> _ASSIGNED TASK_
In the entries below, some lines contain "HashMap"; work out how many and answer with the figure only.

> _RECORD EXTRACTS_
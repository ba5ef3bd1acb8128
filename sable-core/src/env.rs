#![forbid(unsafe_code)]

use std::collections::HashMap;

use sable_ast::{ModuleName, Span};

use crate::error::{DeclarationError, ErrorText, TypeError};
use crate::tast::TFunction;
use crate::types::{QualName, Ty, TypeParam, TypeParams, Universe};

#[derive(Clone, Copy, Debug, PartialEq, Eq, Hash, PartialOrd, Ord)]
pub struct ModuleId(pub u32);

#[derive(Clone, Copy, Debug, PartialEq, Eq, Hash, PartialOrd, Ord)]
pub struct DeclId(pub u32);

#[derive(Clone, Copy, Debug, PartialEq, Eq, Hash, PartialOrd, Ord)]
pub struct InstanceId(pub u32);

#[derive(Clone, Copy, Debug, PartialEq, Eq, Hash, PartialOrd, Ord)]
pub struct MonomorphId(pub u32);

/// Visibility of constants and functions.
#[derive(Clone, Copy, Debug, PartialEq, Eq)]
pub enum Vis {
    Public,
    Private,
}

/// Visibility of type declarations. Opaque types expose a name but not
/// structure outside the declaring module.
#[derive(Clone, Copy, Debug, PartialEq, Eq)]
pub enum TypeVis {
    Public,
    Opaque,
    Private,
}

impl TypeVis {
    pub fn is_importable(&self) -> bool {
        matches!(self, TypeVis::Public | TypeVis::Opaque)
    }
}

#[derive(Clone, Debug)]
pub struct ModuleRecord {
    pub id: ModuleId,
    pub name: ModuleName,
    pub is_unsafe: bool,
}

#[derive(Clone, Debug, PartialEq)]
pub struct Slot {
    pub name: String,
    pub ty: Ty,
}

#[derive(Clone, Debug, PartialEq)]
pub struct UnionCase {
    pub name: String,
    pub slots: Vec<Slot>,
}

#[derive(Clone, Debug, PartialEq)]
pub struct Param {
    pub name: String,
    pub ty: Ty,
}

#[derive(Clone, Debug, PartialEq)]
pub struct MethodSig {
    pub name: String,
    pub params: Vec<Param>,
    pub ret: Ty,
}

#[derive(Clone, Debug)]
pub struct DeclRecord {
    pub id: DeclId,
    pub name: QualName,
    pub span: Span,
    pub kind: DeclKind,
}

#[derive(Clone, Debug)]
pub enum DeclKind {
    Constant {
        vis: Vis,
        ty: Ty,
    },
    Record {
        vis: TypeVis,
        typarams: TypeParams,
        universe: Universe,
        slots: Vec<Slot>,
    },
    Union {
        vis: TypeVis,
        typarams: TypeParams,
        universe: Universe,
        cases: Vec<UnionCase>,
    },
    Function {
        vis: Vis,
        typarams: TypeParams,
        params: Vec<Param>,
        ret: Ty,
    },
    Typeclass {
        vis: Vis,
        param: TypeParam,
        methods: Vec<MethodSig>,
    },
}

impl DeclKind {
    pub fn is_type(&self) -> bool {
        matches!(self, DeclKind::Record { .. } | DeclKind::Union { .. })
    }

    pub fn is_importable(&self) -> bool {
        match self {
            DeclKind::Constant { vis, .. } | DeclKind::Function { vis, .. } => {
                *vis == Vis::Public
            }
            DeclKind::Record { vis, .. } | DeclKind::Union { vis, .. } => vis.is_importable(),
            DeclKind::Typeclass { vis, .. } => *vis == Vis::Public,
        }
    }

    /// Typarams of a type or function declaration.
    pub fn typarams(&self) -> Option<&TypeParams> {
        match self {
            DeclKind::Record { typarams, .. }
            | DeclKind::Union { typarams, .. }
            | DeclKind::Function { typarams, .. } => Some(typarams),
            _ => None,
        }
    }
}

#[derive(Clone, Debug)]
pub struct InstanceRecord {
    pub id: InstanceId,
    pub typeclass: DeclId,
    pub module: ModuleName,
    pub typarams: TypeParams,
    pub argument: Ty,
    pub span: Span,
}

/// Instantiation table: `(qualified name, stripped type arguments)` to a
/// monomorph id, first encounter wins.
#[derive(Clone, Debug, Default)]
pub struct MonomorphTable {
    entries: HashMap<(QualName, Vec<Ty>), MonomorphId>,
    order: Vec<(QualName, Vec<Ty>)>,
}

impl MonomorphTable {
    pub fn new() -> Self {
        Self::default()
    }

    /// Returns the id for the tuple, allocating a fresh one on first
    /// encounter. The boolean is true when the entry is new.
    pub fn add_or_get(&mut self, name: QualName, args: Vec<Ty>) -> (MonomorphId, bool) {
        let key = (name, args);
        if let Some(id) = self.entries.get(&key) {
            return (*id, false);
        }
        let id = MonomorphId(self.order.len() as u32);
        self.entries.insert(key.clone(), id);
        self.order.push(key);
        (id, true)
    }

    pub fn get(&self, name: &QualName, args: &[Ty]) -> Option<MonomorphId> {
        self.entries
            .get(&(name.clone(), args.to_vec()))
            .copied()
    }

    pub fn len(&self) -> usize {
        self.order.len()
    }

    pub fn is_empty(&self) -> bool {
        self.order.is_empty()
    }

    pub fn iter(&self) -> impl Iterator<Item = (MonomorphId, &QualName, &[Ty])> {
        self.order
            .iter()
            .enumerate()
            .map(|(i, (name, args))| (MonomorphId(i as u32), name, args.as_slice()))
    }
}

/// The process-wide declaration environment. Created empty, modules added
/// in topological import order, append-only afterwards except for the
/// monomorphization table.
#[derive(Debug, Default)]
pub struct Environment {
    modules: Vec<ModuleRecord>,
    module_ids: HashMap<ModuleName, ModuleId>,
    decls: Vec<DeclRecord>,
    decl_ids: HashMap<QualName, DeclId>,
    instances: Vec<InstanceRecord>,
    instances_by_class: HashMap<DeclId, Vec<InstanceId>>,
    /// Typed bodies, attached after stage E so monomorphization can
    /// instantiate generics on demand.
    function_bodies: HashMap<DeclId, TFunction>,
    method_bodies: HashMap<(InstanceId, String), TFunction>,
    pub mono: MonomorphTable,
}

pub const BUILTIN_MODULE: &str = "Sable.Builtin";

impl Environment {
    pub fn new() -> Self {
        let mut env = Self::default();
        env.install_builtins();
        env
    }

    fn install_builtins(&mut self) {
        let module = ModuleName::new(BUILTIN_MODULE);
        self.add_module(module.clone(), false)
            .expect("builtin module installs once");
        let span = sable_ast::span(0, 0);

        // The linear capability handed to Main, and the exit code Main may
        // return instead of threading it back.
        self.insert_decl(DeclRecord {
            id: DeclId(0),
            name: QualName::new(module.clone(), "RootCapability"),
            span,
            kind: DeclKind::Record {
                vis: TypeVis::Opaque,
                typarams: TypeParams::new(),
                universe: Universe::Linear,
                slots: Vec::new(),
            },
        })
        .expect("builtin RootCapability installs once");
        self.insert_decl(DeclRecord {
            id: DeclId(0),
            name: QualName::new(module.clone(), "ExitCode"),
            span,
            kind: DeclKind::Record {
                vis: TypeVis::Opaque,
                typarams: TypeParams::new(),
                universe: Universe::Free,
                // Opaque outside the builtin module; the backend reads it.
                slots: vec![Slot {
                    name: "code".to_string(),
                    ty: Ty::Integer(
                        crate::types::Signedness::Signed,
                        crate::types::IntWidth::W32,
                    ),
                }],
            },
        })
        .expect("builtin ExitCode installs once");

        let exit_code = Ty::Named {
            name: QualName::new(module.clone(), "ExitCode"),
            args: Vec::new(),
            declared: Universe::Free,
            universe: Universe::Free,
        };
        let root = Ty::Named {
            name: QualName::new(module.clone(), "RootCapability"),
            args: Vec::new(),
            declared: Universe::Linear,
            universe: Universe::Linear,
        };
        for (name, params, ret) in [
            ("ExitSuccess", Vec::new(), exit_code.clone()),
            ("ExitFailure", Vec::new(), exit_code),
            (
                "SurrenderRoot",
                vec![Param {
                    name: "root".to_string(),
                    ty: root,
                }],
                Ty::Unit,
            ),
        ] {
            self.insert_decl(DeclRecord {
                id: DeclId(0),
                name: QualName::new(module.clone(), name),
                span,
                kind: DeclKind::Function {
                    vis: Vis::Public,
                    typarams: TypeParams::new(),
                    params,
                    ret,
                },
            })
            .expect("builtin function installs once");
        }
    }

    pub fn add_module(
        &mut self,
        name: ModuleName,
        is_unsafe: bool,
    ) -> Result<ModuleId, DeclarationError> {
        if self.module_ids.contains_key(&name) {
            return Err(DeclarationError {
                message: ErrorText::new()
                    .text("module ")
                    .code(name.as_str())
                    .text(" is already loaded"),
                span: None,
            });
        }
        let id = ModuleId(self.modules.len() as u32);
        self.modules.push(ModuleRecord {
            id,
            name: name.clone(),
            is_unsafe,
        });
        self.module_ids.insert(name, id);
        Ok(id)
    }

    pub fn has_module(&self, name: &ModuleName) -> bool {
        self.module_ids.contains_key(name)
    }

    pub fn module_is_unsafe(&self, name: &ModuleName) -> bool {
        self.module_ids
            .get(name)
            .map(|id| self.modules[id.0 as usize].is_unsafe)
            .unwrap_or(false)
    }

    /// Append a declaration. The record's id field is assigned here.
    pub fn insert_decl(&mut self, mut record: DeclRecord) -> Result<DeclId, DeclarationError> {
        if self.decl_ids.contains_key(&record.name) {
            return Err(DeclarationError {
                message: ErrorText::new()
                    .text("duplicate declaration of ")
                    .code(&record.name.name),
                span: Some(record.span),
            });
        }
        let id = DeclId(self.decls.len() as u32);
        record.id = id;
        self.decl_ids.insert(record.name.clone(), id);
        self.decls.push(record);
        Ok(id)
    }

    pub fn get_decl(&self, name: &QualName) -> Option<&DeclRecord> {
        self.decl_ids
            .get(name)
            .map(|id| &self.decls[id.0 as usize])
    }

    pub fn get_decl_by_id(&self, id: DeclId) -> &DeclRecord {
        &self.decls[id.0 as usize]
    }

    pub fn expect_decl(&self, name: &QualName, span: Span) -> Result<&DeclRecord, TypeError> {
        self.get_decl(name).ok_or_else(|| TypeError {
            message: ErrorText::new().text("unknown name ").code(name.to_string()),
            span: Some(span),
        })
    }

    pub fn decls_in_module<'a>(
        &'a self,
        module: &'a ModuleName,
    ) -> impl Iterator<Item = &'a DeclRecord> {
        self.decls.iter().filter(move |d| &d.name.module == module)
    }

    /// All typeclass declarations, for method-call resolution.
    pub fn typeclasses(&self) -> impl Iterator<Item = &DeclRecord> {
        self.decls
            .iter()
            .filter(|d| matches!(d.kind, DeclKind::Typeclass { .. }))
    }

    pub fn all_decls(&self) -> impl Iterator<Item = &DeclRecord> {
        self.decls.iter()
    }

    pub fn add_instance(&mut self, mut record: InstanceRecord) -> InstanceId {
        let id = InstanceId(self.instances.len() as u32);
        record.id = id;
        self.instances_by_class
            .entry(record.typeclass)
            .or_default()
            .push(id);
        self.instances.push(record);
        id
    }

    pub fn get_instance(&self, id: InstanceId) -> &InstanceRecord {
        &self.instances[id.0 as usize]
    }

    pub fn instances_of(&self, typeclass: DeclId) -> impl Iterator<Item = &InstanceRecord> {
        self.instances_by_class
            .get(&typeclass)
            .into_iter()
            .flatten()
            .map(|id| &self.instances[id.0 as usize])
    }

    pub fn attach_function_body(&mut self, decl: DeclId, body: TFunction) {
        self.function_bodies.insert(decl, body);
    }

    pub fn function_body(&self, decl: DeclId) -> Option<&TFunction> {
        self.function_bodies.get(&decl)
    }

    pub fn attach_method_body(&mut self, instance: InstanceId, method: String, body: TFunction) {
        self.method_bodies.insert((instance, method), body);
    }

    pub fn method_body(&self, instance: InstanceId, method: &str) -> Option<&TFunction> {
        self.method_bodies.get(&(instance, method.to_string()))
    }
}

#[cfg(test)]
mod tests {
    use super::*;

    #[test]
    fn builtins_are_preloaded() {
        let env = Environment::new();
        let root = QualName::new(ModuleName::new(BUILTIN_MODULE), "RootCapability");
        let decl = env.get_decl(&root).expect("RootCapability");
        match &decl.kind {
            DeclKind::Record { universe, .. } => assert_eq!(*universe, Universe::Linear),
            other => panic!("unexpected kind: {other:?}"),
        }
    }

    #[test]
    fn duplicate_decl_is_rejected() {
        let mut env = Environment::new();
        let m = ModuleName::new("M");
        env.add_module(m.clone(), false).expect("module");
        let record = DeclRecord {
            id: DeclId(0),
            name: QualName::new(m, "x"),
            span: sable_ast::span(0, 0),
            kind: DeclKind::Constant {
                vis: Vis::Public,
                ty: Ty::Boolean,
            },
        };
        env.insert_decl(record.clone()).expect("first insert");
        assert!(env.insert_decl(record).is_err());
    }

    #[test]
    fn monomorph_table_reuses_ids() {
        let mut table = MonomorphTable::new();
        let name = QualName::new(ModuleName::new("M"), "f");
        let (a, fresh_a) = table.add_or_get(name.clone(), vec![Ty::Boolean]);
        let (b, fresh_b) = table.add_or_get(name.clone(), vec![Ty::Boolean]);
        let (c, _) = table.add_or_get(name, vec![Ty::Unit]);
        assert!(fresh_a);
        assert!(!fresh_b);
        assert_eq!(a, b);
        assert_ne!(a, c);
    }
}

> _EXERCISE RESULT_
7